Лилэр (Иолич) - страница 103

Лиля подошла к краю скалы и глянула вниз. Она на миг замерла, потом отшатнулась. Перед глазами осталась картинка, как случайно увиденное фото. Девушка. Девушка внизу, на серых скалах, в сером платье, из-под которого – пена светлых оборок нижнего, и вокруг красные куртки стражников.

Ей говорили про эту скалу. "Не делай глупости", – сказал Джерилл, глядя ей в глаза.

Она шла, вытирая рукавом злые слёзы. Надежда! Любовь не победила в этот раз. Кир обещал жениться, но не женился. Не вынесла осуждения общества... Как же всё дико тут. Порой хотелось выйти на площадь в конце улицы Эрвандес и орать что было сил... Бесполезно. Она не Алкейм. Её крики заглохнут, и движение этого неумолимого колеса продолжится. Одного её голоса мало, а другие молчат. Они привыкли. Они выбрали из этих толковых, в общем-то, заветов добра и совести те, которые им удобны, а остальные убрали в коробочку – и на антресоли... До следующей эпохи.

Лиля распустила скромный пучок и расплела косу. Она сидела перед маленьким пятнистым потемневшим зеркалом в комнате постоялого двора и слушала, как лошади ржут в конюшне. К чёрту. Это не вывести за одно поколение силами одного человека. Этих людей не изменить, переселив, к примеру, в цивилизованный мир, потому что эти традиции у них внутри, и изменения тоже должны начаться изнутри. Они в скорлупе, непробиваемой скорлупе того, что внушается им с детства, и у многих, кроме этой скорлупы, создающей видимость целостной личности, больше ничего и нет. "Потому что это так". Тут нет соцпакета и пенсий, и каждый сам за себя. Не позаботился о себе – в старости будешь голодать. Она должна позаботиться о себе. Это первоочередное.

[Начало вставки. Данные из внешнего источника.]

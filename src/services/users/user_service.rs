//! # 사용자 관리 서비스 구현
//!
//! 사용자 프로필 조회/수정과 관리자용 사용자 CRUD의 비즈니스 로직을
//! 담당합니다. 인증 플로우(가입/로그인/비밀번호)는 `AuthService`가
//! 담당하고, 이 서비스는 계정 데이터 관리만 다룹니다.
//!
//! ## 비즈니스 규칙
//!
//! - `/update-me`로는 이름/이메일/프로필 사진만 바꿀 수 있습니다.
//!   비밀번호 필드가 섞여 들어오면 전용 경로를 안내하며 거부합니다.
//! - 본인 탈퇴는 소프트 삭제(`active: false`)이고, 관리자 삭제만
//!   문서를 물리적으로 제거합니다.

use std::sync::Arc;
use mongodb::bson::Document;
use singleton_macro::service;

use crate::{
    domain::{
        dto::users::request::{UpdateMeRequest, UpdateUserRequest},
        dto::users::response::UserResponse,
        entities::users::user::User,
    },
    repositories::{crud, users::user_repo::UserRepository},
    utils::api_features::ApiFeatures,
};
use crate::core::errors::AppError;

/// 사용자 관리 비즈니스 로직 서비스
#[service(name = "user")]
pub struct UserService {
    /// 사용자 데이터 액세스 리포지토리
    user_repo: Arc<UserRepository>,
}

impl UserService {
    /// 쿼리 기능이 적용된 사용자 목록 조회 (관리자용)
    pub async fn get_all(&self, features: &ApiFeatures) -> Result<Vec<serde_json::Value>, AppError> {
        let docs = self.user_repo.find_all(features).await?;
        Ok(crud::documents_to_json(docs))
    }

    /// ID로 사용자 프로필 조회
    pub async fn get_by_id(&self, id: &str) -> Result<UserResponse, AppError> {
        let user = self
            .user_repo
            .find_by_id(id)
            .await?
            .ok_or_else(|| AppError::NotFound("No user found with that ID".to_string()))?;

        Ok(UserResponse::from(user))
    }

    /// 엔티티 형태의 사용자 조회 (인증 미들웨어 등 내부 사용)
    pub async fn find_entity(&self, id: &str) -> Result<Option<User>, AppError> {
        self.user_repo.find_by_id(id).await
    }

    /// 내 프로필 수정
    ///
    /// # Errors
    ///
    /// * `AppError::ValidationError` - 비밀번호 필드가 포함된 요청
    /// * `AppError::ConflictError` - 이미 사용 중인 이메일로 변경 시도
    pub async fn update_me(
        &self,
        user_id: &str,
        request: UpdateMeRequest,
    ) -> Result<UserResponse, AppError> {
        if request.attempts_password_change() {
            return Err(AppError::ValidationError(
                "This route is not for password updates. Please use /update-my-password instead."
                    .to_string(),
            ));
        }

        let mut set_doc = Document::new();

        if let Some(name) = &request.name {
            set_doc.insert("name", name.trim());
        }
        if let Some(email) = &request.email {
            let email = email.to_lowercase();
            // 다른 계정이 쓰고 있는 이메일로는 변경 불가
            if let Some(existing) = self.user_repo.find_by_email(&email).await? {
                if existing.id_string().as_deref() != Some(user_id) {
                    return Err(AppError::ConflictError(
                        "This email is already in use".to_string(),
                    ));
                }
            }
            set_doc.insert("email", email);
        }
        if let Some(photo) = &request.photo {
            set_doc.insert("photo", photo.clone());
        }

        if set_doc.is_empty() {
            return self.get_by_id(user_id).await;
        }

        let updated = self
            .user_repo
            .update(user_id, set_doc)
            .await?
            .ok_or_else(|| AppError::NotFound("No user found with that ID".to_string()))?;

        Ok(UserResponse::from(updated))
    }

    /// 본인 계정 소프트 삭제
    pub async fn delete_me(&self, user_id: &str) -> Result<(), AppError> {
        let deleted = self.user_repo.soft_delete(user_id).await?;

        if !deleted {
            return Err(AppError::NotFound("No user found with that ID".to_string()));
        }

        log::info!("사용자 탈퇴 처리: {}", user_id);
        Ok(())
    }

    /// 관리자용 사용자 수정 (비밀번호 제외)
    pub async fn update_user(
        &self,
        id: &str,
        request: UpdateUserRequest,
    ) -> Result<UserResponse, AppError> {
        let mut set_doc = Document::new();

        if let Some(name) = &request.name {
            set_doc.insert("name", name.trim());
        }
        if let Some(email) = &request.email {
            set_doc.insert("email", email.to_lowercase());
        }
        if let Some(photo) = &request.photo {
            set_doc.insert("photo", photo.clone());
        }
        if let Some(role) = request.role {
            let role_bson = mongodb::bson::to_bson(&role)
                .map_err(|e| AppError::InternalError(format!("BSON conversion failed: {}", e)))?;
            set_doc.insert("role", role_bson);
        }
        if let Some(active) = request.active {
            set_doc.insert("active", active);
        }

        if set_doc.is_empty() {
            return self.get_by_id(id).await;
        }

        let updated = self
            .user_repo
            .update(id, set_doc)
            .await?
            .ok_or_else(|| AppError::NotFound("No user found with that ID".to_string()))?;

        Ok(UserResponse::from(updated))
    }

    /// 관리자용 사용자 물리 삭제
    pub async fn delete_user(&self, id: &str) -> Result<(), AppError> {
        let deleted = self.user_repo.delete(id).await?;

        if !deleted {
            return Err(AppError::NotFound("No user found with that ID".to_string()));
        }

        log::info!("사용자 삭제 (관리자): {}", id);
        Ok(())
    }
}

Есть не хотелось. Катьонте принесла ачте, и она попросила позвать одного из мальчишек-посыльных.

– Я хочу знать, когда в город прибудет кир Бинот, – сказала она, вручая ему десять медяков. – Младший.

Он кивнул и умчался. Лиля легла на кровать и закуталась в покрывало, отгоняя картинку, серую, серую, белую, красную. Ну а что было делать той девушке? Это действительно конец. Осквернённая, нечистая, да ещё, скорее всего, и с последствиями любви в животе. Тут это несмываемый позор. Некоторые, конечно, решались родить, но каково потом всю оставшуюся жизнь видеть перед глазами корзинку, которую вечером оставила на площади, и не сметь гадать, успели ли твоего ребёнка забрать до того, как это сделала холодная зимняя ночь?

Она не воин. Всё, что она может пожелать этому миру, застрявшему на изломе двух эпох – это воина. Как Данко, про которого они читали в школе. Ей тогда запомнилось: "Красивые – всегда смелы". Кого-то, за кем пойдут, выходя за светом его сердца из этой темноты невежества на яркий солнечный свет. Кого-то юного, чистого душой, но при этом достаточно прожжённого, чтобы его не раздавили, не растоптали, не исчерпали дотла. Достаточно чуждого этому месту, чтобы увидеть нелепость этих обычаев, но знающего их настолько, чтобы не угодить в тюрьму, на виселицу или не быть признанным безумным. Лиля как-то заикнулась про микробов и кишечные инфекции. Больше она не повторит той ошибки, не-не-не.